• **Task prompt**
Show all lines from the records below in which the string "Deserialize" is present.
+---+
use serde::Serialize;
use std::fmt;
use std::sync::Arc;

use crate::database::MissionStore;
use crate::types::MissionId;

/// Cascade steps, in execution order
#[derive(Debug, Clone, Copy, PartialEq, Eq, Serialize)]
#[serde(rename_all = "snake_case")]
pub enum CascadeStep {
    Payments,
    Contract,
    Mission,
}

impl CascadeStep {
    pub fn as_str(&self) -> &'static str {
        match self {
            CascadeStep::Payments => "payments",
            CascadeStep::Contract => "contract",
            CascadeStep::Mission => "mission",
        }
    }
}

impl fmt::Display for CascadeStep {
    fn fmt(&self, f: &mut fmt::Formatter<'_>) -> fmt::Result {
        f.write_str(self.as_str())
    }
}

#[derive(Debug, Clone, PartialEq, Eq)]
pub enum CascadeOutcome {
    Deleted,
    /// A step failed; nothing after it ran
    PartialFailure { step: CascadeStep, cause: String },
    NotFound,
}

/// Deletes a mission's payments, then its contract, then the mission row.
///
/// A failing step stops the cascade, so the mission is never removed while
/// dependents may still reference it. Dependents already deleted stay
/// deleted; running the cascade again picks up where it stopped.
#[derive(Clone)]
pub struct CascadeDeleter {
    store: Arc<dyn MissionStore>,
}

impl CascadeDeleter {
    pub fn new(store: Arc<dyn MissionStore>) -> Self {
        Self { store }
    }

    pub async fn delete_mission_cascade(&self, mission_id: &MissionId) -> CascadeOutcome {
        let dependents = match self.store.mission_dependents(mission_id).await {
            Ok(Some(dependents)) => dependents,
            Ok(None) => return CascadeOutcome::NotFound,
            // Nothing has been touched yet; report it against the first step
            Err(e) => return failure(mission_id, CascadeStep::Payments, e),
        };

        if dependents.payment_count > 0 {
            tracing::info!("Deleting {} payments of mission {}", dependents.payment_count, mission_id);
            if let Err(e) = self.store.delete_payments(mission_id).await {
                return failure(mission_id, CascadeStep::Payments, e);
            }
        }

        if dependents.has_contract {
            tracing::info!("Deleting contract of mission {}", mission_id);
            if let Err(e) = self.store.delete_contract(mission_id).await {
                return failure(mission_id, CascadeStep::Contract, e);
            }
        }

        match self.store.delete_mission(mission_id).await {
            Ok(0) => {
                tracing::info!("Mission {} was already deleted", mission_id);
                CascadeOutcome::Deleted
            }
            Ok(_) => {
                tracing::info!("Deleted mission {}", mission_id);
                CascadeOutcome::Deleted
            }
            Err(e) => failure(mission_id, CascadeStep::Mission, e),
        }
    }
}

fn failure(mission_id: &MissionId, step: CascadeStep, cause: impl fmt::Display) -> CascadeOutcome {
    tracing::error!("Cascade delete of mission {} failed at {} step: {}", mission_id, step, cause);
    CascadeOutcome::PartialFailure {
        step,
        cause: cause.to_string(),
    }
}
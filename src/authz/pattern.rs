use std::fmt;
use std::str::FromStr;

use super::error::PatternError;

#[derive(Debug, Clone, PartialEq, Eq)]
enum Segment {
    Literal(String),
    /// `*` - exactly one non-empty segment
    Single,
    /// `**` - zero or more segments
    Multi,
}

/// Compiled path pattern.
///
/// Grammar: `/`-separated segments where `*` matches exactly one non-empty
/// segment and `**` matches any suffix of zero or more segments. Matching is
/// anchored and case-sensitive. The bare pattern `**` matches every path,
/// including the empty one.
#[derive(Debug, Clone, PartialEq, Eq)]
pub struct PathPattern {
    source: String,
    segments: Vec<Segment>,
    universal: bool,
}

impl PathPattern {
    pub fn compile(pattern: &str) -> Result<Self, PatternError> {
        if pattern.is_empty() {
            return Err(PatternError::Empty);
        }

        if pattern == "**" {
            return Ok(Self {
                source: pattern.to_string(),
                segments: vec![Segment::Multi],
                universal: true,
            });
        }

        let rest = pattern
            .strip_prefix('/')
            .ok_or_else(|| PatternError::MissingLeadingSlash(pattern.to_string()))?;

        // Root pattern has no segments at all
        if rest.is_empty() {
            return Ok(Self {
                source: pattern.to_string(),
                segments: Vec::new(),
                universal: false,
            });
        }

        let mut segments = Vec::new();
        for (position, raw) in rest.split('/').enumerate() {
            let segment = match raw {
                "" => {
                    return Err(PatternError::EmptySegment {
                        pattern: pattern.to_string(),
                        position,
                    })
                }
                "*" => Segment::Single,
                "**" => Segment::Multi,
                s if s.contains('*') => {
                    return Err(PatternError::InvalidWildcard {
                        pattern: pattern.to_string(),
                        segment: s.to_string(),
                    })
                }
                s => Segment::Literal(s.to_string()),
            };
            // `**/**` matches the same paths as `**`
            if segment == Segment::Multi && segments.last() == Some(&Segment::Multi) {
                continue;
            }
            segments.push(segment);
        }

        Ok(Self {
            source: pattern.to_string(),
            segments,
            universal: false,
        })
    }

    pub fn matches(&self, path: &str) -> bool {
        if self.universal {
            return true;
        }

        let Some(rest) = path.strip_prefix('/') else {
            return false;
        };

        if rest.is_empty() {
            return match_segments(&self.segments, &[]);
        }

        let parts: Vec<&str> = rest.split('/').collect();
        match_segments(&self.segments, &parts)
    }

    pub fn as_str(&self) -> &str {
        &self.source
    }

    /// True when the pattern contains no wildcard and only matches itself
    pub fn is_literal(&self) -> bool {
        !self.universal
            && self
                .segments
                .iter()
                .all(|s| matches!(s, Segment::Literal(_)))
    }
}

/// Anchored match in O(pattern x path). `reachable[i]` holds when the
/// pattern segments seen so far can consume exactly `path[..i]`.
fn match_segments(pattern: &[Segment], path: &[&str]) -> bool {
    let mut reachable = vec![false; path.len() + 1];
    reachable[0] = true;

    for segment in pattern {
        match segment {
            Segment::Multi => {
                // Any position at or after a reachable one is reachable
                let mut seen = false;
                for slot in reachable.iter_mut() {
                    seen |= *slot;
                    *slot = seen;
                }
            }
            Segment::Single | Segment::Literal(_) => {
                for i in (1..=path.len()).rev() {
                    reachable[i] = reachable[i - 1] && segment_matches(segment, path[i - 1]);
                }
                reachable[0] = false;
            }
        }

        if !reachable.contains(&true) {
            return false;
        }
    }

    reachable[path.len()]
}

fn segment_matches(segment: &Segment, part: &str) -> bool {
    match segment {
        Segment::Literal(literal) => part == literal.as_str(),
        Segment::Single => !part.is_empty(),
        Segment::Multi => true,
    }
}

impl FromStr for PathPattern {
    type Err = PatternError;

    fn from_str(s: &str) -> Result<Self, Self::Err> {
        Self::compile(s)
    }
}

impl fmt::Display for PathPattern {
    fn fmt(&self, f: &mut fmt::Formatter<'_>) -> fmt::Result {
        f.write_str(&self.source)
    }
}

/// Normalize a raw request path before matching: leading `/`, no repeated
/// `/`, no trailing `/` except for the root.
pub fn normalize_path(raw: &str) -> String {
    let mut normalized = String::with_capacity(raw.len() + 1);
    for segment in raw.split('/').filter(|s| !s.is_empty()) {
        normalized.push('/');
        normalized.push_str(segment);
    }
    if normalized.is_empty() {
        normalized.push('/');
    }
    normalized
}
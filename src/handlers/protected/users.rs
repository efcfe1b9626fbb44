use axum::{
    extract::{rejection::JsonRejection, Path, State},
    Extension, Json,
};
use serde::{Deserialize, Serialize};

use crate::app::AppState;
use crate::error::ApiError;
use crate::middleware::{ApiResponse, ApiResult, AuthenticatedActor};
use crate::types::{ClientId, Identity, Role};

#[derive(Debug, Deserialize)]
pub struct RoleChangeRequest {
    pub role: String,
}

#[derive(Debug, Serialize)]
pub struct RoleAssignment {
    pub identity: Identity,
    pub role: Role,
}

#[derive(Debug, Serialize)]
#[serde(rename_all = "camelCase")]
pub struct ClientRecord {
    pub identity: Identity,
    pub client_id: ClientId,
    pub created: bool,
}

/// Account administration stays admin-only even if a policy file opens the path
fn require_admin(actor: &AuthenticatedActor) -> Result<(), ApiError> {
    if actor.role == Role::Admin {
        Ok(())
    } else {
        Err(ApiError::forbidden("administrator role required"))
    }
}

/// GET /api/users/:identity/role
pub async fn get_role(
    State(state): State<AppState>,
    Extension(actor): Extension<AuthenticatedActor>,
    Path(identity): Path<String>,
) -> ApiResult<RoleAssignment> {
    require_admin(&actor)?;

    let identity = Identity::new(identity);
    let role = state
        .accounts
        .find_role(&identity)
        .await?
        .ok_or_else(|| ApiError::not_found(format!("no role assigned to {}", identity)))?;

    Ok(ApiResponse::success(RoleAssignment { identity, role }))
}

/// PUT /api/users/:identity/role - write the new role and evict the cached one
pub async fn put_role(
    State(state): State<AppState>,
    Extension(actor): Extension<AuthenticatedActor>,
    Path(identity): Path<String>,
    body: Result<Json<RoleChangeRequest>, JsonRejection>,
) -> ApiResult<RoleAssignment> {
    require_admin(&actor)?;

    let Json(request) = body.map_err(|e| ApiError::bad_request(e.body_text()))?;
    let role = request.role.parse::<Role>().map_err(|e| ApiError::bad_request(format!("{}", e)))?;

    let identity = Identity::new(identity);
    if !state.roles.change_role(&identity, role).await? {
        return Err(ApiError::not_found(format!("account {} not found", identity)));
    }

    tracing::info!("{} set role of {} to {}", actor.identity, identity, role);
    Ok(ApiResponse::success(RoleAssignment { identity, role }))
}

/// POST /api/users/:identity/client - give an existing account its client record
pub async fn create_client(
    State(state): State<AppState>,
    Extension(actor): Extension<AuthenticatedActor>,
    Path(identity): Path<String>,
) -> ApiResult<ClientRecord> {
    require_admin(&actor)?;

    let identity = Identity::new(identity);
    let provisioned = state
        .accounts
        .ensure_client(&identity)
        .await?
        .ok_or_else(|| ApiError::not_found(format!("account {} not found", identity)))?;

    let record = ClientRecord {
        identity,
        client_id: provisioned.record,
        created: provisioned.created,
    };
    if record.created {
        tracing::info!("{} created client {} for {}", actor.identity, record.client_id, record.identity);
        Ok(ApiResponse::created(record))
    } else {
        Ok(ApiResponse::success(record))
    }
}
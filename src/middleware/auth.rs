use axum::http::HeaderMap;

use crate::types::{Identity, Role};

/// Authenticated actor placed in request extensions by the gate.
/// Only present on requests that passed path authorization.
#[derive(Clone, Debug, PartialEq, Eq)]
pub struct AuthenticatedActor {
    pub identity: Identity,
    pub role: Role,
}

/// Verified identity placed in request extensions on enrollment paths,
/// where no role is required yet
#[derive(Clone, Debug, PartialEq, Eq)]
pub struct VerifiedIdentity(pub Identity);

/// Extract the bearer token from the Authorization header
pub fn extract_bearer_token(headers: &HeaderMap) -> Result<&str, &'static str> {
    let auth_header = headers
        .get(axum::http::header::AUTHORIZATION)
        .ok_or("Missing Authorization header")?;

    let auth_str = auth_header
        .to_str()
        .map_err(|_| "Invalid Authorization header format")?;

    match auth_str.strip_prefix("Bearer ") {
        Some(token) if !token.trim().is_empty() => Ok(token.trim()),
        Some(_) => Err("Empty bearer token"),
        None => Err("Authorization header must use Bearer token format"),
    }
}
pub mod app;
pub mod auth;
pub mod authz;
pub mod cli;
pub mod config;
pub mod database;
pub mod error;
pub mod handlers;
pub mod middleware;
pub mod services;
pub mod types;
use axum::{
    http::{HeaderValue, Method},
    middleware,
    routing::{get, post},
    Router,
};
use std::sync::Arc;
use tower_http::{
    cors::{AllowOrigin, Any, CorsLayer},
    trace::TraceLayer,
};

use crate::auth::{IdentityVerifier, JwtError};
use crate::authz::{AuthorizationEngine, ConfigError, PolicyTable};
use crate::config::AppConfig;
use crate::database::{MissionStore, RoleStore};
use crate::handlers::{protected, public};
use crate::middleware::authorize_request;
use crate::services::{CascadeDeleter, RoleResolver};

/// Shared, cheaply cloneable application state
#[derive(Clone)]
pub struct AppState {
    pub config: Arc<AppConfig>,
    pub engine: Arc<AuthorizationEngine>,
    pub roles: Arc<RoleResolver>,
    pub accounts: Arc<dyn RoleStore>,
    pub missions: Arc<dyn MissionStore>,
    pub cascade: CascadeDeleter,
    pub verifier: IdentityVerifier,
}

#[derive(Debug, thiserror::Error)]
pub enum StartupError {
    #[error(transparent)]
    Policy(#[from] ConfigError),

    #[error(transparent)]
    Token(#[from] JwtError),
}

impl AppState {
    /// Wire the authorization components around the given stores
    pub fn new(
        config: AppConfig,
        policy: PolicyTable,
        accounts: Arc<dyn RoleStore>,
        missions: Arc<dyn MissionStore>,
    ) -> Result<Self, StartupError> {
        let engine = AuthorizationEngine::new(Arc::new(policy), &config.authz.public_paths)?
            .with_enrollment_paths(&config.authz.enrollment_paths)?;
        let verifier = IdentityVerifier::new(&config.security.jwt_secret)?;
        let roles = RoleResolver::new(
            accounts.clone(),
            config.authz.role_cache_ttl(),
            config.authz.role_lookup_timeout(),
        );

        Ok(Self {
            engine: Arc::new(engine),
            roles: Arc::new(roles),
            cascade: CascadeDeleter::new(missions.clone()),
            accounts,
            missions,
            verifier,
            config: Arc::new(config),
        })
    }
}

pub fn build_router(state: AppState) -> Router {
    let cors = cors_layer(&state.config);

    Router::new()
        // Public
        .route("/", get(public::root))
        .route("/health", get(public::health))
        // Behind the route gate
        .merge(me_routes())
        .merge(mission_routes())
        .merge(user_routes())
        .fallback(public::not_found)
        .layer(middleware::from_fn_with_state(state.clone(), authorize_request))
        // Global middleware
        .layer(cors)
        .layer(TraceLayer::new_for_http())
        .with_state(state)
}

fn me_routes() -> Router<AppState> {
    Router::new()
        .route("/api/me", get(protected::me::get))
        .route("/api/me/sync", post(protected::me::sync))
}

fn mission_routes() -> Router<AppState> {
    use protected::missions;

    Router::new()
        .route("/api/missions", get(missions::list).post(missions::create))
        .route(
            "/api/missions/:id",
            get(missions::get).put(missions::update).delete(missions::delete),
        )
}

fn user_routes() -> Router<AppState> {
    use protected::users;

    Router::new()
        .route("/api/users/:identity/role", get(users::get_role).put(users::put_role))
        .route("/api/users/:identity/client", post(users::create_client))
}

fn cors_layer(config: &AppConfig) -> CorsLayer {
    if !config.security.enable_cors {
        return CorsLayer::new();
    }

    let origins: Vec<HeaderValue> = config
        .security
        .cors_origins
        .iter()
        .filter_map(|origin| match origin.parse() {
            Ok(value) => Some(value),
            Err(_) => {
                tracing::warn!("Ignoring invalid CORS origin '{}'", origin);
                None
            }
        })
        .collect();

    CorsLayer::new()
        .allow_origin(AllowOrigin::list(origins))
        .allow_methods([Method::GET, Method::POST, Method::PUT, Method::DELETE])
        .allow_headers(Any)
}
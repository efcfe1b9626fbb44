use axum::{extract::State, Extension};
use serde::Serialize;

use crate::app::AppState;
use crate::database::models::Account;
use crate::middleware::{ApiResponse, ApiResult, AuthenticatedActor, VerifiedIdentity};
use crate::types::{ClientId, Identity, Role};

#[derive(Debug, Serialize)]
#[serde(rename_all = "camelCase")]
pub struct MeResponse {
    pub identity: Identity,
    pub role: Role,
    pub client_id: Option<ClientId>,
    pub is_freelancer: bool,
}

#[derive(Debug, Serialize)]
#[serde(rename_all = "camelCase")]
pub struct SyncResponse {
    pub identity: Identity,
    /// Stays `null` until an administrator assigns a role
    pub role: Option<Role>,
    pub client_id: Option<ClientId>,
    pub is_freelancer: bool,
    pub is_new_account: bool,
}

/// GET /api/me - the caller's identity, resolved role and profiles
pub async fn get(State(state): State<AppState>, Extension(actor): Extension<AuthenticatedActor>) -> ApiResult<MeResponse> {
    let account = state.accounts.find_account(&actor.identity).await?;
    let (client_id, is_freelancer) = match account {
        Some(account) => (account.client_id, account.is_freelancer),
        None => (None, false),
    };

    Ok(ApiResponse::success(MeResponse {
        identity: actor.identity,
        role: actor.role,
        client_id,
        is_freelancer,
    }))
}

/// POST /api/me/sync - create the caller's account on first sign-in.
///
/// New accounts get no role, so every other route keeps answering NO_ROLE
/// until an administrator assigns one.
pub async fn sync(
    State(state): State<AppState>,
    Extension(VerifiedIdentity(identity)): Extension<VerifiedIdentity>,
) -> ApiResult<SyncResponse> {
    let provisioned = state.accounts.ensure_account(&identity).await?;
    let Account {
        identity,
        role,
        client_id,
        is_freelancer,
    } = provisioned.record;

    let response = SyncResponse {
        identity,
        role,
        client_id,
        is_freelancer,
        is_new_account: provisioned.created,
    };

    if provisioned.created {
        tracing::info!("Created account for {}", response.identity);
        Ok(ApiResponse::created(response))
    } else {
        Ok(ApiResponse::success(response))
    }
}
+---+
• **Output of the task**
use serde::{Deserialize, Serialize};
#[derive(Debug, Deserialize)]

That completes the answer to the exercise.